How do I get rid of the static/hissing noise thats coming from my subwoofer through the receiver? I currently have a Onkyo 7.1 HTIB that I purchased a year and a half ago. I have to keep the gains down very low and the subwoofer level on the receiver on the highest to get it at a decent level without too much noise. 

If anyone has any ideas please let me know. I was thinking its just the inferior quality of the receiver that I have and planned on replacing it eventually.

BTW I am not using the subwoofer that came with the system, I am using the Dayton 500W amp and a single 12" Dayton Titanic MKIII.


----------



## tyroneshoes

Does the Dayton amp have a 3 prong plug and the onkyo a 2?

If so thats a pretty common sub hum due to ground issues. 

PE sells an inline filter through the tv coaxial that fixed the hum, but weakened the HD signal and had to be removed.

The simple way and cheapest is to go to local hardware store and get a three to two prong adapter for the sub amp. Make sure to connect the gound tap on the adapter though.


----------



## Oliver

Is it gain issue ? Sounds like the gain is up too high.


----------



## The Drake

Gain stays Very low. Yeah the onkyo is only a 2 prong power and dayton amp is obviously a 3 prong. 

I heard about the inline for the F-connector, but I dont even use the cable line in my home theater so I fail to see how that would help anyway. 

I will check out the adapter although I would think that would cause some safety concerns in doing that...


----------



## Oliver

remove the receptacle cover , is the box metal or plastic [ silverish or blue in color ].

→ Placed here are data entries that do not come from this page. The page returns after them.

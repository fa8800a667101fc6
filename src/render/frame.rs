use std::path::Path;

use anyhow::Context as _;

use crate::foundation::error::{CollatzError, CollatzResult};

/// A rendered frame as RGBA8 pixels.
///
/// Frames coming out of [`TreeRasterizer`](crate::render::TreeRasterizer) are premultiplied;
/// the flag makes that explicit at API boundaries.
#[derive(Clone, Debug, PartialEq)]
pub struct FrameRGBA {
    /// Frame width in pixels.
    pub width: u32,
    /// Frame height in pixels.
    pub height: u32,
    /// RGBA8 bytes, tightly packed, row-major.
    pub data: Vec<u8>,
    /// Whether `data` is premultiplied alpha.
    pub premultiplied: bool,
}

impl FrameRGBA {
    /// RGBA8 pixel at `(x, y)`, if inside the frame.
    pub fn pixel(&self, x: u32, y: u32) -> Option<[u8; 4]> {
        if x >= self.width || y >= self.height {
            return None;
        }
        let i = (y as usize * self.width as usize + x as usize) * 4;
        let px = self.data.get(i..i + 4)?;
        Some([px[0], px[1], px[2], px[3]])
    }

    /// Straight-alpha copy of the pixel data.
    pub fn to_straight_rgba(&self) -> Vec<u8> {
        if !self.premultiplied {
            return self.data.clone();
        }
        let mut out = self.data.clone();
        for px in out.chunks_exact_mut(4) {
            let a = u32::from(px[3]);
            if a == 0 || a == 255 {
                continue;
            }
            for c in &mut px[..3] {
                *c = ((u32::from(*c) * 255 + a / 2) / a).min(255) as u8;
            }
        }
        out
    }

    /// Write the frame as a PNG, creating parent directories as needed.
    pub fn save_png(&self, path: &Path) -> CollatzResult<()> {
        let expected = self.width as usize * self.height as usize * 4;
        if self.data.len() != expected {
            return Err(CollatzError::render(format!(
                "frame data is {} bytes, expected {expected}",
                self.data.len()
            )));
        }
        ensure_parent_dir(path)?;
        image::save_buffer_with_format(
            path,
            &self.to_straight_rgba(),
            self.width,
            self.height,
            image::ColorType::Rgba8,
            image::ImageFormat::Png,
        )
        .with_context(|| format!("write png '{}'", path.display()))?;
        tracing::info!(path = %path.display(), "wrote png");
        Ok(())
    }
}

/// Create the parent directory of `path` if it has one.
pub fn ensure_parent_dir(path: &Path) -> CollatzResult<()> {
    if let Some(parent) = path.parent()
        && !parent.as_os_str().is_empty()
    {
        std::fs::create_dir_all(parent)
            .with_context(|| format!("failed to create output directory '{}'", parent.display()))?;
    }
    Ok(())
}

#[cfg(test)]
mod tests {
    use super::*;

    fn frame(data: Vec<u8>, premultiplied: bool) -> FrameRGBA {
        FrameRGBA {
            width: 1,
            height: 1,
            data,
            premultiplied,
        }
    }

    #[test]
    fn unpremultiplies_partial_alpha() {
        let f = frame(vec![64, 0, 0, 128], true);
        assert_eq!(f.to_straight_rgba(), vec![128, 0, 0, 128]);

        let f = frame(vec![64, 0, 0, 128], false);
        assert_eq!(f.to_straight_rgba(), vec![64, 0, 0, 128]);
    }

    #[test]
    fn pixel_is_bounds_checked() {
        let f = frame(vec![1, 2, 3, 4], true);
        assert_eq!(f.pixel(0, 0), Some([1, 2, 3, 4]));
        assert_eq!(f.pixel(1, 0), None);
    }

    #[test]
    fn save_rejects_short_buffers() {
        let f = FrameRGBA {
            width: 2,
            height: 2,
            data: vec![0; 4],
            premultiplied: true,
        };
        assert!(f.save_png(Path::new("target/never_written.png")).is_err());
    }
}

If it is metal put a screw through the ear on top of plug, then through receptacle cover and into box.

possibly a 10/32 or 8/32nd screw.

then plug amp into adapter.


----------



## havok20222

Why not just ground the receiver? Most receivers have a place to hook up a chassis ground. Seems like a waste to go through all that other trouble before trying that. See the pic of the lower end onkyo below.


----------



## havok20222

stupid thing didn't attach.


----------



## The Drake

havok20222 said:


> stupid thing didn't attach.


I was looking for that on the back of my onkyo and didnt see anything like that. I do want to note I have my dvd player hooked into the receiver too. I may try to take that out and see if that improves anything.


----------